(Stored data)
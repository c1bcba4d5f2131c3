use std::fmt;

use crate::protocol::AlarmFlags;
use crate::state::Permissions;

#[cfg(feature = "protocol_serde")]
use serde::{Deserialize, Serialize};

#[derive(Debug, Clone, Copy, PartialEq, Eq, PartialOrd, Ord, Default)]
#[cfg_attr(feature = "protocol_serde", derive(Serialize, Deserialize))]
pub enum Severity {
    #[default]
    None = 0,
    Warning = 1,
    Protection = 2,
}

impl Severity {
    /// Protection always dominates warning.
    pub fn from_bits(protection: bool, warning: bool) -> Self {
        if protection {
            Severity::Protection
        } else if warning {
            Severity::Warning
        } else {
            Severity::None
        }
    }

    pub fn is_active(self) -> bool {
        self != Severity::None
    }
}

#[derive(Debug, Clone, Copy, PartialEq, Eq, Hash, PartialOrd, Ord)]
#[cfg_attr(feature = "protocol_serde", derive(Serialize, Deserialize))]
pub enum AlarmKind {
    LowVoltage,
    HighVoltage,
    HighChargeCurrent,
    HighDischargeCurrent,
    HighTemperature,
    LowTemperature,
    InternalFailure,
}

impl AlarmKind {
    pub const ALL: [AlarmKind; 7] = [
        AlarmKind::LowVoltage,
        AlarmKind::HighVoltage,
        AlarmKind::HighChargeCurrent,
        AlarmKind::HighDischargeCurrent,
        AlarmKind::HighTemperature,
        AlarmKind::LowTemperature,
        AlarmKind::InternalFailure,
    ];

    /// Bit position inside [`AlarmFlags::protection`] and [`AlarmFlags::warning`].
    pub const fn mask(self) -> u16 {
        match self {
            AlarmKind::HighVoltage => 1 << 1,
            AlarmKind::LowVoltage => 1 << 2,
            AlarmKind::HighTemperature => 1 << 3,
            AlarmKind::LowTemperature => 1 << 4,
            AlarmKind::HighDischargeCurrent => 1 << 7,
            AlarmKind::HighChargeCurrent => 1 << 8,
            AlarmKind::InternalFailure => 1 << 11,
        }
    }

    /// Permissions left over while this alarm is active.
    pub const fn permits(self) -> Permissions {
        match self {
            AlarmKind::LowVoltage | AlarmKind::HighDischargeCurrent => {
                Permissions::new(true, false)
            }
            AlarmKind::HighVoltage | AlarmKind::HighChargeCurrent | AlarmKind::LowTemperature => {
                Permissions::new(false, true)
            }
            AlarmKind::HighTemperature | AlarmKind::InternalFailure => Permissions::BLOCKED,
        }
    }
}

impl fmt::Display for AlarmKind {
    fn fmt(&self, f: &mut fmt::Formatter) -> fmt::Result {
        match self {
            AlarmKind::LowVoltage => write!(f, "Cell voltage too low"),
            AlarmKind::HighVoltage => write!(f, "Cell voltage too high"),
            AlarmKind::HighChargeCurrent => write!(f, "Charge over current"),
            AlarmKind::HighDischargeCurrent => write!(f, "Discharge over current"),
            AlarmKind::HighTemperature => write!(f, "Cell temperature too high"),
            AlarmKind::LowTemperature => write!(f, "Cell temperature too low"),
            AlarmKind::InternalFailure => write!(f, "Internal failure"),
        }
    }
}

/// Per-class severities of the last alarm frame.
#[derive(Debug, Clone, Copy, Default, PartialEq, Eq)]
pub struct Alarms {
    severities: [Severity; 7],
}

impl Alarms {
    pub fn severity(&self, kind: AlarmKind) -> Severity {
        self.severities[kind as usize]
    }

    pub fn update(&mut self, flags: &AlarmFlags) {
        for kind in AlarmKind::ALL {
            let severity = Severity::from_bits(
                flags.protection & kind.mask() != 0,
                flags.warning & kind.mask() != 0,
            );
            let previous = std::mem::replace(&mut self.severities[kind as usize], severity);
            if previous != severity {
                match severity {
                    Severity::Protection => log::error!("{kind}: protection"),
                    Severity::Warning => log::warn!("{kind}: warning"),
                    Severity::None => log::info!("{kind}: cleared"),
                }
            }
        }
    }

    /// Any non-`None` severity vetoes the permissions of its class.
    pub fn permissions(&self) -> Permissions {
        AlarmKind::ALL
            .into_iter()
            .filter(|kind| self.severity(*kind).is_active())
            .fold(Permissions::ALLOWED, |acc, kind| acc.and(kind.permits()))
    }
}

#[cfg(test)]
mod tests {
    use super::*;

    fn flags(protection: u16, warning: u16) -> AlarmFlags {
        AlarmFlags {
            protection,
            warning,
            module_count: 1,
        }
    }

    #[test]
    fn protection_dominates_warning() {
        assert_eq!(Severity::from_bits(true, true), Severity::Protection);
        assert_eq!(Severity::from_bits(true, false), Severity::Protection);
        assert_eq!(Severity::from_bits(false, true), Severity::Warning);
        assert_eq!(Severity::from_bits(false, false), Severity::None);

        let mut alarms = Alarms::default();
        for kind in AlarmKind::ALL {
            alarms.update(&flags(kind.mask(), kind.mask()));
            assert_eq!(alarms.severity(kind), Severity::Protection, "{kind:?}");
        }
    }

    #[test]
    fn no_bits_no_alarms() {
        let mut alarms = Alarms::default();
        alarms.update(&flags(0, 0));
        for kind in AlarmKind::ALL {
            assert_eq!(alarms.severity(kind), Severity::None);
        }
        assert_eq!(alarms.permissions(), Permissions::ALLOWED);
    }

    #[test]
    fn undervoltage_blocks_discharge() {
        let mut alarms = Alarms::default();
        alarms.update(&flags(1 << 2, 0));
        assert_eq!(alarms.severity(AlarmKind::LowVoltage), Severity::Protection);
        assert_eq!(alarms.permissions(), Permissions::new(true, false));
    }

    #[test]
    fn warning_vetoes_too() {
        let mut alarms = Alarms::default();
        alarms.update(&flags(0, 1 << 1));
        assert_eq!(alarms.severity(AlarmKind::HighVoltage), Severity::Warning);
        assert_eq!(alarms.permissions(), Permissions::new(false, true));
    }

    #[test]
    fn class_effects() {
        for (kind, expected) in [
            (AlarmKind::LowVoltage, Permissions::new(true, false)),
            (AlarmKind::HighVoltage, Permissions::new(false, true)),
            (AlarmKind::HighChargeCurrent, Permissions::new(false, true)),
            (AlarmKind::HighDischargeCurrent, Permissions::new(true, false)),
            (AlarmKind::HighTemperature, Permissions::BLOCKED),
            (AlarmKind::LowTemperature, Permissions::new(false, true)),
            (AlarmKind::InternalFailure, Permissions::BLOCKED),
        ] {
            let mut alarms = Alarms::default();
            alarms.update(&flags(kind.mask(), 0));
            assert_eq!(alarms.permissions(), expected, "{kind:?}");
        }
    }

    #[test]
    fn bit_positions() {
        let mut alarms = Alarms::default();
        // byte1 bit3 system error, byte3 bit0 charge current warning
        alarms.update(&flags(0x0800, 0x0100));
        assert_eq!(
            alarms.severity(AlarmKind::InternalFailure),
            Severity::Protection
        );
        assert_eq!(
            alarms.severity(AlarmKind::HighChargeCurrent),
            Severity::Warning
        );
        // byte0 bit7 discharge over current
        alarms.update(&flags(0x0080, 0));
        assert_eq!(
            alarms.severity(AlarmKind::HighDischargeCurrent),
            Severity::Protection
        );
        assert_eq!(alarms.severity(AlarmKind::InternalFailure), Severity::None);
    }
}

- **Task**: Faithfully reproduce all of the records, character for character.

- **Exercise result**:
repository c1bcba4d5f2131c3
use std::fmt;

use crate::protocol::AlarmFlags;
use crate::state::Permissions;

#[cfg(feature = "protocol_serde")]
use serde::{Deserialize, Serialize};

#[derive(Debug, Clone, Copy, PartialEq, Eq, PartialOrd, Ord, Default)]
#[cfg_attr(feature = "protocol_serde", derive(Serialize, Deserialize))]
pub enum Severity {
    #[default]
    None = 0,
    Warning = 1,
    Protection = 2,
}

impl Severity {
    /// Protection always dominates warning.
    pub fn from_bits(protection: bool, warning: bool) -> Self {
        if protection {
            Severity::Protection
        } else if warning {
            Severity::Warning
        } else {
            Severity::None
        }
    }

    pub fn is_active(self) -> bool {
        self != Severity::None
    }
}

#[derive(Debug, Clone, Copy, PartialEq, Eq, Hash, PartialOrd, Ord)]
#[cfg_attr(feature = "protocol_serde", derive(Serialize, Deserialize))]
pub enum AlarmKind {
    LowVoltage,
    HighVoltage,
    HighChargeCurrent,
    HighDischargeCurrent,
    HighTemperature,
    LowTemperature,
    InternalFailure,
}

impl AlarmKind {
    pub const ALL: [AlarmKind; 7] = [
        AlarmKind::LowVoltage,
        AlarmKind::HighVoltage,
        AlarmKind::HighChargeCurrent,
        AlarmKind::HighDischargeCurrent,
        AlarmKind::HighTemperature,
        AlarmKind::LowTemperature,
        AlarmKind::InternalFailure,
    ];

    /// Bit position inside [`AlarmFlags::protection`] and [`AlarmFlags::warning`].
    pub const fn mask(self) -> u16 {
        match self {
            AlarmKind::HighVoltage => 1 << 1,
            AlarmKind::LowVoltage => 1 << 2,
            AlarmKind::HighTemperature => 1 << 3,
            AlarmKind::LowTemperature => 1 << 4,
            AlarmKind::HighDischargeCurrent => 1 << 7,
            AlarmKind::HighChargeCurrent => 1 << 8,
            AlarmKind::InternalFailure => 1 << 11,
        }
    }

    /// Permissions left over while this alarm is active.
    pub const fn permits(self) -> Permissions {
        match self {
            AlarmKind::LowVoltage | AlarmKind::HighDischargeCurrent => {
                Permissions::new(true, false)
            }
            AlarmKind::HighVoltage | AlarmKind::HighChargeCurrent | AlarmKind::LowTemperature => {
                Permissions::new(false, true)
            }
            AlarmKind::HighTemperature | AlarmKind::InternalFailure => Permissions::BLOCKED,
        }
    }
}

impl fmt::Display for AlarmKind {
    fn fmt(&self, f: &mut fmt::Formatter) -> fmt::Result {
        match self {
            AlarmKind::LowVoltage => write!(f, "Cell voltage too low"),
            AlarmKind::HighVoltage => write!(f, "Cell voltage too high"),
            AlarmKind::HighChargeCurrent => write!(f, "Charge over current"),
            AlarmKind::HighDischargeCurrent => write!(f, "Discharge over current"),
            AlarmKind::HighTemperature => write!(f, "Cell temperature too high"),
            AlarmKind::LowTemperature => write!(f, "Cell temperature too low"),
            AlarmKind::InternalFailure => write!(f, "Internal failure"),
        }
    }
}

/// Per-class severities of the last alarm frame.
#[derive(Debug, Clone, Copy, Default, PartialEq, Eq)]
pub struct Alarms {
    severities: [Severity; 7],
}

impl Alarms {
    pub fn severity(&self, kind: AlarmKind) -> Severity {
        self.severities[kind as usize]
    }

    pub fn update(&mut self, flags: &AlarmFlags) {
        for kind in AlarmKind::ALL {
            let severity = Severity::from_bits(
                flags.protection & kind.mask() != 0,
                flags.warning & kind.mask() != 0,
            );
            let previous = std::mem::replace(&mut self.severities[kind as usize], severity);
            if previous != severity {
                match severity {
                    Severity::Protection => log::error!("{kind}: protection"),
                    Severity::Warning => log::warn!("{kind}: warning"),
                    Severity::None => log::info!("{kind}: cleared"),
                }
            }
        }
    }

    /// Any non-`None` severity vetoes the permissions of its class.
    pub fn permissions(&self) -> Permissions {
        AlarmKind::ALL
            .into_iter()
            .filter(|kind| self.severity(*kind).is_active())
            .fold(Permissions::ALLOWED, |acc, kind| acc.and(kind.permits()))
    }
}

#[cfg(test)]
mod tests {
    use super::*;

    fn flags(protection: u16, warning: u16) -> AlarmFlags {
        AlarmFlags {
            protection,
            warning,
            module_count: 1,
        }
    }

    #[test]
    fn protection_dominates_warning() {
        assert_eq!(Severity::from_bits(true, true), Severity::Protection);
        assert_eq!(Severity::from_bits(true, false), Severity::Protection);
        assert_eq!(Severity::from_bits(false, true), Severity::Warning);
        assert_eq!(Severity::from_bits(false, false), Severity::None);

        let mut alarms = Alarms::default();
        for kind in AlarmKind::ALL {
            alarms.update(&flags(kind.mask(), kind.mask()));
            assert_eq!(alarms.severity(kind), Severity::Protection, "{kind:?}");
        }
    }

    #[test]
    fn no_bits_no_alarms() {
        let mut alarms = Alarms::default();
        alarms.update(&flags(0, 0));
        for kind in AlarmKind::ALL {
            assert_eq!(alarms.severity(kind), Severity::None);
        }
        assert_eq!(alarms.permissions(), Permissions::ALLOWED);
    }

    #[test]
    fn undervoltage_blocks_discharge() {
        let mut alarms = Alarms::default();
        alarms.update(&flags(1 << 2, 0));
        assert_eq!(alarms.severity(AlarmKind::LowVoltage), Severity::Protection);
        assert_eq!(alarms.permissions(), Permissions::new(true, false));
    }

    #[test]
    fn warning_vetoes_too() {
        let mut alarms = Alarms::default();
        alarms.update(&flags(0, 1 << 1));
        assert_eq!(alarms.severity(AlarmKind::HighVoltage), Severity::Warning);
        assert_eq!(alarms.permissions(), Permissions::new(false, true));
    }

    #[test]
    fn class_effects() {
        for (kind, expected) in [
            (AlarmKind::LowVoltage, Permissions::new(true, false)),
            (AlarmKind::HighVoltage, Permissions::new(false, true)),
            (AlarmKind::HighChargeCurrent, Permissions::new(false, true)),
            (AlarmKind::HighDischargeCurrent, Permissions::new(true, false)),
            (AlarmKind::HighTemperature, Permissions::BLOCKED),
            (AlarmKind::LowTemperature, Permissions::new(false, true)),
            (AlarmKind::InternalFailure, Permissions::BLOCKED),
        ] {
            let mut alarms = Alarms::default();
            alarms.update(&flags(kind.mask(), 0));
            assert_eq!(alarms.permissions(), expected, "{kind:?}");
        }
    }

    #[test]
    fn bit_positions() {
        let mut alarms = Alarms::default();
        // byte1 bit3 system error, byte3 bit0 charge current warning
        alarms.update(&flags(0x0800, 0x0100));
        assert_eq!(
            alarms.severity(AlarmKind::InternalFailure),
            Severity::Protection
        );
        assert_eq!(
            alarms.severity(AlarmKind::HighChargeCurrent),
            Severity::Warning
        );
        // byte0 bit7 discharge over current
        alarms.update(&flags(0x0080, 0));
        assert_eq!(
            alarms.severity(AlarmKind::HighDischargeCurrent),
            Severity::Protection
        );
        assert_eq!(alarms.severity(AlarmKind::InternalFailure), Severity::None);
    }
}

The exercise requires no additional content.